A casa non stavano preoccupati mentre altri che riuscivano a rientrare diventavano maneschi di brutto. Gridate … e arrivava la Guardia ( Luigino ) e a volte i carabinieri. Luigino era sempre in servizio e non mancava sera che il sottoscala del Municipio, adibito a cella , venisse occupata o sovraffollata . Alle fontane era un andazzo continuo e Luigino nel suo continuo girovagare in cerca di contestare violazioni diventava lo spauracchio delle Donne. Per chi sporcava, per chi lavava le verdure o i panni dove non consentito.
da Le Donne si Raccontano
Donne e uomini nascono, vivono e muoiono. Molti di loro non lasciano alcuna traccia di sé e della propria esistenza. Sappiamo che milioni di uomini hanno lavorato e/o detenuto il potere, ma nella storia rimane ben poco di essi. A volte una semplice genealogia di nomi incisi sulla pietra e nel marmo o scritti in libri.

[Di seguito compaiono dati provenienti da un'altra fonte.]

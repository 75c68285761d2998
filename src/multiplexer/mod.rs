//! Readiness multiplexer.
//!
//! A single thread owns the [`mio::Poll`] instance, waits for readiness on
//! every registered socket and runs the socket's current [`Job`]. All socket
//! I/O of the transport happens on that thread. Jobs are registered and
//! removed through a [`MultiplexerHandle`] from any thread.
//!
//! mio reports readiness edge-triggered. After every job invocation that keeps
//! a registration the socket is re-armed, which makes the OS report readiness
//! that is still pending again. Jobs can therefore make one step of progress
//! per cycle without losing wakeups.

mod job;
mod table;

pub use job::{Job, JobResult, JobTarget, Readiness, Step};

use crate::config::TransportConfig;
use crate::error::Error;
use crate::events::SocketId;
use mio::{Events, Poll, Registry, Token, Waker};
use std::io::ErrorKind;
use std::sync::atomic::{AtomicBool, AtomicUsize, Ordering};
use std::sync::{Arc, Mutex, MutexGuard, PoisonError};
use std::thread::{self, JoinHandle};
use std::time::Duration;
use table::JobTable;
use tracing::{debug, error, info, instrument, trace, warn};

// Internal constants for registration tokens
const WAKE_ID: usize = 2;
const SOCKET_ID_RANGE_START: usize = 1000;

struct Shared {
    registry: Registry,
    waker: Waker,
    table: Mutex<JobTable>,
    running: AtomicBool,
    next_id: AtomicUsize,
}

impl Shared {
    fn table(&self) -> MutexGuard<'_, JobTable> {
        self.table.lock().unwrap_or_else(PoisonError::into_inner)
    }

    // Runs the job registered for `id` once.
    fn service(&self, id: SocketId, ready: Readiness) {
        let Some((target, job)) = self.table().begin(id) else {
            trace!(id, "Readiness without an idle job");
            return;
        };

        trace!(id, ?job, ?ready, "Running job");
        let result = match target.run_job(&job, ready) {
            Ok(result) => result,
            Err(err) => {
                if err.is_fatal() {
                    debug!(id, ?job, %err, "Job failed");
                } else {
                    warn!(id, ?job, %err, "Job hit a socket in the wrong state");
                }
                target.job_failed(err);
                JobResult::Done
            }
        };

        let next = self.table().finish(id, job, result);
        if let Some(next) = next {
            match target.arm(&self.registry, next.interest()) {
                Ok(true) => {}
                Ok(false) => {
                    self.table().remove(id);
                }
                Err(err) => {
                    warn!(id, ?err, "Failed to re-arm socket");
                    self.table().remove(id);
                    target.job_failed(err.into());
                }
            }
        }
    }
}

/// Thread-safe handle for registering jobs with a [`Multiplexer`].
#[derive(Clone)]
pub struct MultiplexerHandle {
    shared: Arc<Shared>,
}

impl std::fmt::Debug for MultiplexerHandle {
    fn fmt(&self, f: &mut std::fmt::Formatter<'_>) -> std::fmt::Result {
        f.debug_struct("MultiplexerHandle")
            .field("running", &self.is_running())
            .field("jobs", &self.job_count())
            .finish()
    }
}

impl MultiplexerHandle {
    /// Registers `job` for `target`, replacing any job it had.
    ///
    /// The socket becomes eligible for the next poll cycle.
    ///
    /// # Errors
    ///
    /// - [`Error::SocketClosed`] if the socket has no open handle.
    /// - [`Error::MultiplexerStopped`] if the poll loop has ended.
    #[instrument(skip(self, target), fields(id = target.id()))]
    pub fn add_job(&self, target: Arc<dyn JobTarget>, job: Job) -> Result<(), Error> {
        if !self.is_running() {
            return Err(Error::MultiplexerStopped);
        }

        let id = target.id();
        self.shared
            .table()
            .insert(id, Arc::downgrade(&target), job);

        // Registered before arming so a readiness event cannot arrive for a
        // socket without a job.
        match target.arm(&self.shared.registry, job.interest()) {
            Ok(true) => {}
            Ok(false) => {
                self.shared.table().remove(id);
                return Err(Error::SocketClosed { id });
            }
            Err(err) => {
                self.shared.table().remove(id);
                return Err(err.into());
            }
        }

        debug!(?job, "Job added");
        self.shared.waker.wake()?;
        Ok(())
    }

    /// Deregisters the job for `id`. Removing an absent job is a no-op.
    ///
    /// After this returns the job is not started again. A job that is
    /// running right now finishes, but its result is discarded.
    pub fn remove_job(&self, id: SocketId) -> bool {
        let removed = self.shared.table().remove(id);
        if removed {
            debug!(id, "Job removed");
        }
        removed
    }

    /// The job a socket will run on its next readiness, if any.
    pub fn registered_job(&self, id: SocketId) -> Option<Job> {
        self.shared.table().registered(id)
    }

    /// Number of sockets that have a job registered.
    pub fn job_count(&self) -> usize {
        self.shared.table().len()
    }

    pub fn is_running(&self) -> bool {
        self.shared.running.load(Ordering::Acquire)
    }

    /// Allocates an identifier for a new socket.
    pub fn next_socket_id(&self) -> SocketId {
        self.shared.next_id.fetch_add(1, Ordering::Relaxed)
    }

    pub(crate) fn registry(&self) -> &Registry {
        &self.shared.registry
    }
}

/// Owns the poll thread. Dropping it stops the thread.
pub struct Multiplexer {
    handle: MultiplexerHandle,
    thread: Option<JoinHandle<()>>,
}

impl Multiplexer {
    /// Creates the poll instance and starts the poll thread.
    pub fn new(config: &TransportConfig) -> Result<Self, Error> {
        let poll = Poll::new()?;
        let registry = poll.registry().try_clone()?;
        let waker = Waker::new(poll.registry(), Token(WAKE_ID))?;

        let shared = Arc::new(Shared {
            registry,
            waker,
            table: Mutex::new(JobTable::default()),
            running: AtomicBool::new(true),
            next_id: AtomicUsize::new(SOCKET_ID_RANGE_START),
        });

        let poll_timeout = config.poll_timeout;
        let poll_capacity = config.poll_capacity;
        let thread_shared = shared.clone();
        let thread = thread::Builder::new()
            .name("kvmlink-multiplexer".to_string())
            .spawn(move || run_poll_loop(thread_shared, poll, poll_capacity, poll_timeout))?;

        info!(?poll_timeout, poll_capacity, "Multiplexer started");
        Ok(Self {
            handle: MultiplexerHandle { shared },
            thread: Some(thread),
        })
    }

    /// A cloneable handle for sockets and other threads.
    pub fn handle(&self) -> MultiplexerHandle {
        self.handle.clone()
    }

    /// Stops the poll thread and waits for it. Idempotent.
    ///
    /// Sockets that still have jobs are not closed, but nothing services them
    /// any more.
    pub fn shutdown(&mut self) {
        let Some(thread) = self.thread.take() else {
            return;
        };
        self.handle.shared.running.store(false, Ordering::Release);
        if let Err(err) = self.handle.shared.waker.wake() {
            warn!(?err, "Failed to wake poll loop for shutdown");
        }
        if thread.join().is_err() {
            error!("Poll thread panicked");
        }
        self.handle.shared.table().clear();
        info!("Multiplexer stopped");
    }
}

impl Drop for Multiplexer {
    fn drop(&mut self) {
        self.shutdown();
    }
}

fn run_poll_loop(shared: Arc<Shared>, mut poll: Poll, capacity: usize, timeout: Duration) {
    let mut events = Events::with_capacity(capacity);

    while shared.running.load(Ordering::Acquire) {
        if let Err(err) = poll.poll(&mut events, Some(timeout)) {
            if err.kind() == ErrorKind::Interrupted {
                continue;
            }
            error!(?err, "Poll failed, stopping multiplexer");
            break;
        }

        for event in events.iter() {
            let Token(id) = event.token();
            if id == WAKE_ID {
                // Registration changes or shutdown; nothing to run
                continue;
            }
            shared.service(id, Readiness::from(event));
        }
    }

    shared.running.store(false, Ordering::Release);
    debug!("Poll loop exited");
}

Milioni di donne hanno partorito e allevato dei figli, ma raramente la memoria di tante maternità è stata tramandata. In passato venivano narrate le vite eccellenti, di uomini celebri, certamente non si tramandavano storie di servitori e di semplici operai e contadini. Donne delle nostre rughe saranno ricordate da Mario per il contributo che hanno dato alla collettività e a volte per la loro quasi normale emancipazione passata inosservata. Perché le memorie femminili erano rare ed eccezionali, nell’epoca di cui ci occuperemo.
E Noi !
Eravamo nell'epoca che avanzava verso gli anni sessanta e ancora figli del Dopoguerra. Avevamo paura di Luigino perchè ci tagliava la palla. "Scappa...scappa ca arriva Luiginu " . Che evoluzione ! Ora i Vigili , la Polizia Locale... Alle due di notte lasci la portiera aperta ... e tigodi na Birra fresca e un po di Rock en Rol ! Le bottiglie e le cicche ...qualcuno ci penserà...
Noi con quella paure però eravamo felici, crescevamo, il paese era per noi un parco giochi, ogni gioco era un parto di fantasia, ogni volta dovevamo inventare e scambiarci le regole, le nostre famiglie ci volevano bene, mangiavamo verdure e pasta, sughi e frittate, latte e formaggi, carne una volta alla settimana ma non sempre, andavamo a scuola ed eravamo sempre attenti perché il maestro era severo, aveva sempre una bacchetta in mano che usava e faceva male. Era così e forse siamo cresciuti un po dritti anche per questo.
E noi ragazzini continuavamo a giocare, a vederci come prima nei soliti posti, alle solite ore e a parlare. Ma anche per noi qualcosa era cambiato, non lo capivamo, non lo potevamo capire, lo vedevamo nelle facce dei grandi e un’ombra di tristezza si era impadronita di noi. Ancora oggi ripensando a quei momenti penso che tutti noi riviviamo le ansie e le paure di quei giorni, ci ricordiamo di cosa significa incertezza.
Ecco, tutto ciò non si dimentica, non si dimenticano i visi e i nomi degli amici con i quali si sono condivise giornate, episodi e pensieri, non si dimentica quel pezzo di vita che ci ha costruiti e che è rimasto dentro di noi per sempre.